Summary
We have discovered an issue which introduces duplicates at the enrichment stage of the real-time pipeline thanks to @asgergb.
Snowplow 101 Neapolis introduced sharing the same Kinesis sink across multiple
Amazon Kinesis Client Library’s RecordProcessor
s which would result in the same Kinesis
sink being flushed as many times as there were RecordProcessor
s leading to duplicated events if
there was more than one RecordProcessor
running on the same Stream Enrich instance.
Who is affected
You are affected by this issue if:
- you’re using stream-enrich version 0.15.0 or 0.16.0 (R101 and R103 respectively) and
- using Kinesis and
- running a lower number of stream-enrich instances compared to the number of shards in the raw stream
How to recover
If you are only consuming data from a target with an implicit deduplication process (e.g. using Elasticsearch to store your enriched events) and/or a target with an explicit deduplication process (e.g. using the shred job to then load data into Redshift) you won’t be affected by this issue as the duplicates will be implicitly or explicitly removed.

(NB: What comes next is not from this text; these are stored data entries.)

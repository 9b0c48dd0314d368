//! Concrete adapter implementations for ports.

pub mod chart_svg;
pub mod csv_adapter;
pub mod file_config_adapter;
pub mod format;
pub mod html_report_adapter;
pub mod pages;
#[cfg(feature = "web")]
pub mod web;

However, if you’re processing your enriched events directly from S3 you will need to run a deduplication process that discards duplicates (events with the same event id).
How to avoid this issue
If you are running stream-enrich 0.15.0 or 0.16.0, you can make sure that you have the same amount of stream-enrich instances running as there are shards in the raw stream.
This issue will be addressed in the upcoming R105.